Value of foliar fungicides for corn production

By Dave Schwartz
Certified crop advisor,Gold Country Seed

Corn fields normally go through a strong growth spurt in late June and early July. Warm temperatures, typically associated with the Fourth of July, trigger this response. Green snap is always a concern during this period of rapid growth.

Corn goes from knee-high to tasseling in just a few days, so if corn growers plan to use a foliar fungicide, pollination is the time period foliar fungicides need to be applied.

Foliar fungicides are effective at controlling fungal diseases, such as anthracnose, gray leaf spot, eyespot, northern leaf blight, rust, etc.

From what I know, growers in states to the south and east of us usually see more yield response from foliar fungicides, because they have more disease pressure. These states have more rainfall and humidity; necessary ingredients for fungi to thrive.

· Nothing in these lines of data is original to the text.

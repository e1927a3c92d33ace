use clap::{error::ErrorKind, CommandFactory, Parser};
use clawtcha::{
    app::App,
    app_dirs::AppDirs,
    config::{Config, ConfigStore, FileConfigStore},
    logging,
    runtime::{AppEvent, CrosstermEventSource, EventSource, FixedTicker, Runner, Ticker},
    ui,
};
use crossterm::{
    execute,
    terminal::{disable_raw_mode, enable_raw_mode, EnterAlternateScreen, LeaveAlternateScreen},
    tty::IsTty,
};
use ratatui::{
    backend::{Backend, CrosstermBackend},
    Terminal,
};
use std::{
    error::Error,
    io::{self, stdin},
    path::PathBuf,
};
use tracing::{info, warn};

/// the reverse CAPTCHA: prove you are not a human
#[derive(Parser, Debug, Clone)]
#[clap(
    version,
    about,
    long_about = "Six timed challenges that are trivial for software and torture for people. Score high enough and you may be certified non-meatbag."
)]
pub struct Cli {
    /// milliseconds between ticks (timer resolution and animation rate)
    #[clap(long)]
    tick_rate_ms: Option<u64>,

    /// practice mode: run every challenge without a time limit
    #[clap(long)]
    untimed: bool,

    /// read configuration from this file instead of the default location
    #[clap(long)]
    config: Option<PathBuf>,

    /// write the merged configuration back to the config file
    #[clap(long)]
    save_config: bool,

    /// write logs to this file instead of the default location
    #[clap(long)]
    log_file: Option<PathBuf>,
}

impl Cli {
    fn config_store(&self) -> FileConfigStore {
        match &self.config {
            Some(path) => FileConfigStore::with_path(path),
            None => FileConfigStore::new(),
        }
    }

    /// CLI values win over the file
    fn merge_into(&self, mut cfg: Config) -> Config {
        if let Some(ms) = self.tick_rate_ms {
            cfg.tick_rate_ms = ms;
        }
        if self.untimed {
            cfg.untimed = true;
        }
        cfg
    }

    fn log_path(&self) -> Option<PathBuf> {
        self.log_file.clone().or_else(AppDirs::log_path)
    }
}

fn main() -> Result<(), Box<dyn Error>> {
    let cli = Cli::parse();

    if !stdin().is_tty() {
        let mut cmd = Cli::command();
        cmd.error(ErrorKind::Io, "stdin must be a tty").exit();
    }

    if let Some(path) = cli.log_path() {
        if let Err(e) = logging::init(&path, "info") {
            eprintln!("clawtcha: logging disabled: {e}");
        }
    }

    let store = cli.config_store();
    let config = cli.merge_into(store.load());
    if let Err(e) = config.validate() {
        let mut cmd = Cli::command();
        cmd.error(ErrorKind::ValueValidation, e.to_string()).exit();
    }
    if cli.save_config {
        store.save(&config)?;
        info!(path = %store.path().display(), "configuration saved");
    }

    enable_raw_mode()?;

    let mut stdout = io::stdout();
    execute!(stdout, EnterAlternateScreen)?;
    let backend = CrosstermBackend::new(stdout);
    let mut terminal = Terminal::new(backend)?;

    let mut app = App::new(&config);
    let runner = Runner::new(
        CrosstermEventSource::new(),
        FixedTicker::from_millis(config.tick_rate_ms),
    );
    let res = run(&mut terminal, &mut app, runner);

    disable_raw_mode()?;
    execute!(terminal.backend_mut(), LeaveAlternateScreen)?;
    terminal.show_cursor()?;

    if let Err(e) = &res {
        warn!(error = %e, "exited with error");
    }
    res
}

fn run<B: Backend, E: EventSource, T: Ticker>(
    terminal: &mut Terminal<B>,
    app: &mut App,
    mut runner: Runner<E, T>,
) -> Result<(), Box<dyn Error>> {
    let size = terminal.size()?;
    app.set_viewport(size.width, size.height);
    terminal.draw(|f| ui::draw(app, f))?;

    while !app.should_quit() {
        let event = runner.step();
        if let AppEvent::Resize = event {
            let size = terminal.size()?;
            app.set_viewport(size.width, size.height);
        }
        app.handle_event(event);
        terminal.draw(|f| ui::draw(app, f))?;
    }
    Ok(())
}

#[cfg(test)]
mod tests {
    use super::*;
    use clap::Parser;
    use clawtcha::runtime::TestEventSource;
    use clawtcha::session::SessionState;
    use crossterm::event::{KeyCode, KeyEvent, KeyModifiers};
    use ratatui::backend::TestBackend;
    use std::sync::mpsc;

    #[test]
    fn test_cli_default_values() {
        let cli = Cli::parse_from(["clawtcha"]);

        assert_eq!(cli.tick_rate_ms, None);
        assert!(!cli.untimed);
        assert_eq!(cli.config, None);
        assert!(!cli.save_config);
        assert_eq!(cli.log_file, None);
    }

    #[test]
    fn test_cli_all_flags() {
        let cli = Cli::parse_from([
            "clawtcha",
            "--tick-rate-ms",
            "50",
            "--untimed",
            "--config",
            "/tmp/c.json",
            "--save-config",
            "--log-file",
            "/tmp/c.log",
        ]);

        assert_eq!(cli.tick_rate_ms, Some(50));
        assert!(cli.untimed);
        assert_eq!(cli.config, Some(PathBuf::from("/tmp/c.json")));
        assert!(cli.save_config);
        assert_eq!(cli.log_path(), Some(PathBuf::from("/tmp/c.log")));
    }

    #[test]
    fn test_cli_rejects_non_numeric_tick_rate() {
        assert!(Cli::try_parse_from(["clawtcha", "--tick-rate-ms", "fast"]).is_err());
    }

    #[test]
    fn test_cli_overrides_file_values() {
        let file = Config {
            tick_rate_ms: 250,
            untimed: false,
            ..Default::default()
        };

        let cli = Cli::parse_from(["clawtcha", "--tick-rate-ms", "40", "--untimed"]);
        let merged = cli.merge_into(file.clone());
        assert_eq!(merged.tick_rate_ms, 40);
        assert!(merged.untimed);

        let cli = Cli::parse_from(["clawtcha"]);
        assert_eq!(cli.merge_into(file.clone()), file);
    }

    #[test]
    fn test_cli_config_path() {
        let cli = Cli::parse_from(["clawtcha", "--config", "/tmp/elsewhere.json"]);
        assert_eq!(
            cli.config_store().path(),
            PathBuf::from("/tmp/elsewhere.json").as_path()
        );
    }

    #[test]
    fn test_run_loop_quits_on_escape() {
        let (tx, rx) = mpsc::channel();
        let runner = Runner::new(TestEventSource::new(rx), FixedTicker::from_millis(5));
        let mut terminal = Terminal::new(TestBackend::new(80, 24)).unwrap();
        let mut app = App::new(&Config::default());

        tx.send(AppEvent::Key(KeyEvent::new(KeyCode::Enter, KeyModifiers::NONE)))
            .unwrap();
        tx.send(AppEvent::Key(KeyEvent::new(KeyCode::Esc, KeyModifiers::NONE)))
            .unwrap();

        run(&mut terminal, &mut app, runner).unwrap();
        assert!(app.should_quit());
        assert_eq!(app.session.state(), SessionState::Intro);
    }
}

States to the northwest that are normally dryer see less disease pressure in their corn. So, is it economical for corn growers in Wright County to apply fungicides?

The answer, as is often the case is, maybe.

If growers do test strips on their farms, they most likely will find one of three things – no yield response, positive yield response, and, occasionally, a negative yield response.

Where growers are most likely to get an economic return is in fields that have been continuously corn, because these fields have more disease pressure. Fields with very high yield environments are also good candidates, such as fields under irrigation. Corn hybrids have different disease tolerance, so this is an important factor, too. Growers may see more disease pressure if they are in a reduced tillage system, where more crop residue is left on the surface.

One important thing to remember is that fungicides are not effective on bacterial diseases, such as Goss’s Wilt. Fungicides control fungal diseases, but have little effect on bacterial diseases or virus. Crop rotation and hybrid selection are the best control methods to manage Goss’s Wilt.